Friday, March 15, 2019

Six In The Morning Friday 15 March 2019

Christchurch shootings: 49 dead in New Zealand mosque attacks


Forty-nine people have been killed and at least 20 wounded in shootings at two mosques in Christchurch, New Zealand.
Australian Prime Minister Scott Morrison described the gunman, who had Australian citizenship, as an "extremist, right-wing" terrorist.
A man in his late twenties was charged with murder and will appear in court on Saturday morning, police said.
Two other men and one woman were detained in the area. Police have established that one was not involved.



Pakistan torn as women’s day march sparks wave of ‘masculine anxiety’

Public figures spoke of humiliation and rape threats surged online after rally posters hit too close to home for some men

One poster read: “Keep your dick pics to yourself.” Another had a drawing of a vagina and two ovaries and the words: “Grow a pair!” A third said, “If you like the headscarf so much, tie it around your eyes.”
The posters featured at women’s day marches across Pakistan last week, and were just a handful among hundreds that highlighted fundamental rights issues such as access to education and employment. They have since unleashed a social media storm. Thousands complained the marchers were “vulgar” opportunists who had infringed on conservative values in the Muslim-majority country and supplanted a legitimate fight for rights with a liberal, anti-Islamic agenda. Many called for a parallel men’s march.


New Zealand terror attack: Fury as Australian politician blames mosque mass killing on immigration


An Australian politician has sparked outrage after blaming immigration for a terror attack at two mosques in New Zealand.
While he said he was “utterly opposed to any form of violence”, independent Queensland senator Fraser Anning claimed “what it highlights is the growing fear within our community, both in Australia and New Zealand, of the increasing Muslim presence”.
He added in a statement: “As always, left-wing politicians and the media will rush to claim that the causes of today’s shootings lie with gun laws or those who hold nationalist views but this is all clichéd nonsense.

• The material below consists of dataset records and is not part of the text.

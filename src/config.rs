//! Client configuration loading from files and the environment.

use std::path::Path;

use serde::Deserialize;

use crate::error::ConfigError;
use crate::transport::{DEFAULT_API_BASE, DEFAULT_UPLOAD_BASE};
use crate::types::RequestOptions;

pub const API_KEY_VAR: &str = "STRIPE_API_KEY";
pub const API_BASE_VAR: &str = "STRIPE_API_BASE";
pub const API_VERSION_VAR: &str = "STRIPE_API_VERSION";
pub const ACCOUNT_VAR: &str = "STRIPE_ACCOUNT";

/// Default request timeout (80 seconds).
const DEFAULT_TIMEOUT_SECS: u64 = 80;

/// Credentials and endpoints used to build a transport and request options.
#[derive(Debug, Clone, PartialEq, Eq, Deserialize)]
pub struct ClientConfig {
    pub api_key: String,
    #[serde(default = "default_api_base")]
    pub api_base: String,
    #[serde(default = "default_upload_base")]
    pub upload_base: String,
    #[serde(default)]
    pub api_version: Option<String>,
    /// Connected account used for every call unless overridden.
    #[serde(default)]
    pub connect_account: Option<String>,
    #[serde(default = "default_timeout_secs")]
    pub timeout_secs: u64,
}

fn default_api_base() -> String {
    DEFAULT_API_BASE.to_string()
}

fn default_upload_base() -> String {
    DEFAULT_UPLOAD_BASE.to_string()
}

fn default_timeout_secs() -> u64 {
    DEFAULT_TIMEOUT_SECS
}

impl ClientConfig {
    /// Configuration with defaults for everything except the key.
    pub fn new(api_key: impl Into<String>) -> Self {
        Self {
            api_key: api_key.into(),
            api_base: default_api_base(),
            upload_base: default_upload_base(),
            api_version: None,
            connect_account: None,
            timeout_secs: DEFAULT_TIMEOUT_SECS,
        }
    }

    /// Load configuration from a JSON file.
    ///
    /// # Errors
    ///
    /// Returns `ConfigError::FileNotFound` if the file doesn't exist,
    /// `ConfigError::InvalidJson` if it isn't a valid config, or
    /// `ConfigError::MissingApiKey` if the key is empty.
    pub fn load(path: &Path) -> Result<Self, ConfigError> {
        if !path.exists() {
            return Err(ConfigError::FileNotFound {
                path: path.to_path_buf(),
            });
        }

        let content = std::fs::read_to_string(path).map_err(|source| ConfigError::ReadError {
            path: path.to_path_buf(),
            source,
        })?;

        let config: Self =
            serde_json::from_str(&content).map_err(|source| ConfigError::InvalidJson { source })?;
        config.checked()
    }

    /// Build configuration from `STRIPE_*` environment variables.
    pub fn from_env() -> Result<Self, ConfigError> {
        Self::from_lookup(|name| std::env::var(name).ok())
    }

    /// Build configuration from an arbitrary variable lookup.
    pub fn from_lookup<F>(lookup: F) -> Result<Self, ConfigError>
    where
        F: Fn(&str) -> Option<String>,
    {
        let api_key = lookup(API_KEY_VAR).unwrap_or_default();
        let mut config = Self::new(api_key);
        if let Some(base) = lookup(API_BASE_VAR) {
            config.api_base = base;
        }
        config.api_version = lookup(API_VERSION_VAR);
        config.connect_account = lookup(ACCOUNT_VAR);
        config.checked()
    }

    /// Per-call options derived from this configuration.
    pub fn request_options(&self) -> RequestOptions {
        RequestOptions {
            api_key: self.api_key.clone(),
            connect_account: self.connect_account.clone(),
            api_version: self.api_version.clone(),
            idempotency_key: None,
        }
    }

    fn checked(self) -> Result<Self, ConfigError> {
        if self.api_key.trim().is_empty() {
            return Err(ConfigError::MissingApiKey { var: API_KEY_VAR });
        }
        Ok(self)
    }
}

#[cfg(test)]
mod tests {
    use super::*;
    use std::collections::HashMap;
    use std::io::Write;
    use tempfile::NamedTempFile;

    #[test]
    fn load_applies_defaults() {
        let mut file = NamedTempFile::new().unwrap();
        writeln!(file, r#"{{"api_key": "sk_test_123"}}"#).unwrap();

        let config = ClientConfig::load(file.path()).unwrap();
        assert_eq!(config, ClientConfig::new("sk_test_123"));
        assert_eq!(config.timeout_secs, 80);
        assert_eq!(config.api_base, "https://api.stripe.com/v1");
    }

    #[test]
    fn load_full_config() {
        let mut file = NamedTempFile::new().unwrap();
        writeln!(
            file,
            r#"{{
                "api_key": "sk_test_123",
                "api_base": "http://localhost:12111/v1",
                "api_version": "2020-08-27",
                "connect_account": "acct_1",
                "timeout_secs": 5
            }}"#
        )
        .unwrap();

        let config = ClientConfig::load(file.path()).unwrap();
        let opts = config.request_options();
        assert_eq!(opts.api_key, "sk_test_123");
        assert_eq!(opts.api_version.as_deref(), Some("2020-08-27"));
        assert_eq!(opts.connect_account.as_deref(), Some("acct_1"));
        assert_eq!(config.timeout_secs, 5);
    }

    #[test]
    fn load_file_not_found() {
        let result = ClientConfig::load(Path::new("/nonexistent/config.json"));
        assert!(matches!(result, Err(ConfigError::FileNotFound { .. })));
    }

    #[test]
    fn load_rejects_empty_key() {
        let mut file = NamedTempFile::new().unwrap();
        writeln!(file, r#"{{"api_key": " "}}"#).unwrap();

        let result = ClientConfig::load(file.path());
        assert!(matches!(result, Err(ConfigError::MissingApiKey { .. })));
    }

    #[test]
    fn load_invalid_json() {
        let mut file = NamedTempFile::new().unwrap();
        writeln!(file, r#"{{"api_base": "x"}}"#).unwrap();

        let result = ClientConfig::load(file.path());
        assert!(matches!(result, Err(ConfigError::InvalidJson { .. })));
    }

    #[test]
    fn from_lookup_reads_variables() {
        let vars: HashMap<&str, &str> = [
            (API_KEY_VAR, "sk_test_env"),
            (ACCOUNT_VAR, "acct_env"),
        ]
        .into_iter()
        .collect();

        let config = ClientConfig::from_lookup(|name| vars.get(name).map(|v| v.to_string())).unwrap();
        assert_eq!(config.api_key, "sk_test_env");
        assert_eq!(config.connect_account.as_deref(), Some("acct_env"));
        assert_eq!(config.api_version, None);
        assert_eq!(config.api_base, DEFAULT_API_BASE);
    }

    #[test]
    fn from_lookup_requires_key() {
        let result = ClientConfig::from_lookup(|_| None);
        assert!(matches!(result, Err(ConfigError::MissingApiKey { .. })));
    }
}
//! Tokens for card and bank account details.

use once_cell::sync::Lazy;
use serde_json::{Map, Value};

use crate::error::ApiError;
use crate::object::Object;
use crate::request;
use crate::resource::ResourceKind;
use crate::schema::Schema;
use crate::transport::Transport;
use crate::types::{Operation, RequestOptions};

const ENDPOINT: &str = "tokens";

/// Fields accepted when creating a token.
pub static SCHEMA: Lazy<Schema> = Lazy::new(|| {
    Schema::builder()
        .field("bank_account", &[Operation::Create])
        .field("card", &[Operation::Create])
        .field("customer", &[Operation::Create])
        .nested(
            "pii",
            Schema::builder().field("id_number", &[Operation::Create]),
        )
        .build()
});

pub fn create<T: Transport + ?Sized>(
    transport: &T,
    changes: &Map<String, Value>,
    options: &RequestOptions,
) -> Result<Object, ApiError> {
    request::create(
        transport,
        ENDPOINT,
        changes,
        &SCHEMA,
        ResourceKind::Token,
        options,
    )
}

/// Create a token on a connected account, e.g. to share a platform
/// customer's card with it.
///
/// # Errors
///
/// Returns an `invalid_request_error` for `connect_account`, without
/// contacting the API, if `options` names no connected account.
pub fn create_on_account<T: Transport + ?Sized>(
    transport: &T,
    changes: &Map<String, Value>,
    options: &RequestOptions,
) -> Result<Object, ApiError> {
    if options.connect_account.is_none() {
        return Err(ApiError::invalid_request(
            "creating a token on a connected account requires connect_account",
            "connect_account",
        ));
    }
    create(transport, changes, options)
}

pub fn retrieve<T: Transport + ?Sized>(
    transport: &T,
    id: &str,
    options: &RequestOptions,
) -> Result<Object, ApiError> {
    request::retrieve(
        transport,
        &format!("{}/{}", ENDPOINT, id),
        ResourceKind::Token,
        options,
    )
}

Circus turns to children to help find Mexico's missing

With a zip line, clowns and acrobats, the Missing Persons Search Brigade has turned this gray basketball court into a circus in Escuchapa, in the violent Mexican state of Guerrero.
It is a place where kids grow up trapped between the care-free play of childhood and the brutality of the world around them.
The village is on the long list of places in Mexico that have been devastated by the wave of violence engulfing the country since the government declared war on drug cartels in 2006 and sent the army into the streets. Since then, nearly 250,000 people have been murdered. Another 40,000 are missing.

JOC head Takeda likely to retire amid corruption probe


Japanese Olympic Committee President Tsunekazu Takeda is likely to retire without serving another term as French prosecutors are investigating him for suspected corruption in Japan's successful bid to host the 2020 Games, public broadcaster NHK reported.
The JOC is scheduled to elect its president in June in regular biennial voting, but senior officials on the committee and others close to the matter said his chances of another term amid the investigation were slim, NHK said.
Other sources said Takeda -- head of the committee since 2001 -- should decide by himself whether to step down, the broadcaster reported.

North Korea Threatens to Scuttle Talks With the U.S. and Resume Tests



North Korea threatened on Friday to suspend negotiations with the Trump administration over the North’s nuclear arms program and said its leader, Kim Jong-un, would soon decide whether to resume nuclear and missile tests.
Addressing diplomats and foreign correspondents at a news conference in Pyongyang, the North Korean capital, Vice Foreign Minister Choe Son-hui said that personal relations between Mr. Kim and Mr. Trump were “still good and the chemistry is mysteriously wonderful.”
But she said Secretary of State Mike Pompeo and John Bolton, Mr. Trump’s national security adviser, had created an “atmosphere of hostility and mistrust” that thwarted the top leaders’ negotiations in Hanoi last month.